Please work out how many lines in the records below include the word "source", and reply with that number only.

___ RAW DATA

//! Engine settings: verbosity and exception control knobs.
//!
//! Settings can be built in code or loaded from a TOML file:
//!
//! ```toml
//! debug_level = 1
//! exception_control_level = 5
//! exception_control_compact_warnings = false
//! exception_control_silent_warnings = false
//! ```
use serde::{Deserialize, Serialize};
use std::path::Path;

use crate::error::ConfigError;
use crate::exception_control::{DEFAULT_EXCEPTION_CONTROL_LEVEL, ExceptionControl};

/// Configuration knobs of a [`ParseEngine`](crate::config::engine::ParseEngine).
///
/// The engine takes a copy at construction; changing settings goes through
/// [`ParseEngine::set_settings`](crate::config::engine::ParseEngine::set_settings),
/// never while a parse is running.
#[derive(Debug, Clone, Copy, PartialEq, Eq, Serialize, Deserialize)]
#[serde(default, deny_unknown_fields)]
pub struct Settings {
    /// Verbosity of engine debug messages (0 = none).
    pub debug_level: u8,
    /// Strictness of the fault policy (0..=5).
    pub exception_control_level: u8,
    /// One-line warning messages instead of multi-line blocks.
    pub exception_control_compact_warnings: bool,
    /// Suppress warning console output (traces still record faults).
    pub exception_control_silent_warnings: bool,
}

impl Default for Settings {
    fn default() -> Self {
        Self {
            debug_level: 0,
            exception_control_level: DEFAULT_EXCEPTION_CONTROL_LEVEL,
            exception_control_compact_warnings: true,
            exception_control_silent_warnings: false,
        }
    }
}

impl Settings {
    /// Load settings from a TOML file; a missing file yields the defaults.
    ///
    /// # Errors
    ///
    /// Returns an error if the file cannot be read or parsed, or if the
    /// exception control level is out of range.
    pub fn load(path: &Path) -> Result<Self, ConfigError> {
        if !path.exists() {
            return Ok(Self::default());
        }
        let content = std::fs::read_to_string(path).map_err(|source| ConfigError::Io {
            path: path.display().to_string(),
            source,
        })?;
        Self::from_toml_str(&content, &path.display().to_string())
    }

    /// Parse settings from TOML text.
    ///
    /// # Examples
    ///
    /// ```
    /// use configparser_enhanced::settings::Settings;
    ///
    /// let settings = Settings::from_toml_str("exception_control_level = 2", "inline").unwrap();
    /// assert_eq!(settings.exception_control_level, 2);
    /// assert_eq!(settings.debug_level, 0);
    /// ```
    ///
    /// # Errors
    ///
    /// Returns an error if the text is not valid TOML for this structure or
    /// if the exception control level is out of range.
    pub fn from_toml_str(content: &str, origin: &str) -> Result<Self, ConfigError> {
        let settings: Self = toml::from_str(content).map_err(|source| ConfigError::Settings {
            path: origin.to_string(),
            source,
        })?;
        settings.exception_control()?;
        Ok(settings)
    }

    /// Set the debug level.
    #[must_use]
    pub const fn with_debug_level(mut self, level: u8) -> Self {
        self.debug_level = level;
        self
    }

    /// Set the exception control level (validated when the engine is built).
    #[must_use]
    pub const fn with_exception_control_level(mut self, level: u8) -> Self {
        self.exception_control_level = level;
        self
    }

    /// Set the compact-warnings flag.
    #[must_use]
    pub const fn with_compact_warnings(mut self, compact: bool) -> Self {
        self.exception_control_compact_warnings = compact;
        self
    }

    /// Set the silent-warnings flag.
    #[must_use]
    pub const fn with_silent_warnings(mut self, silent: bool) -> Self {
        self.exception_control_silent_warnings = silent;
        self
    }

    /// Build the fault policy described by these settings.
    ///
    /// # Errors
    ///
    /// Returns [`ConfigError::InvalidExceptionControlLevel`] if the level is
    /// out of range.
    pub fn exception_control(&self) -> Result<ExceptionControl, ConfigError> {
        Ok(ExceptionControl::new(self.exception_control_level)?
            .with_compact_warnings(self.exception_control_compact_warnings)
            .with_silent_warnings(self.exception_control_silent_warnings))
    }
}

______

> [RESULT]
4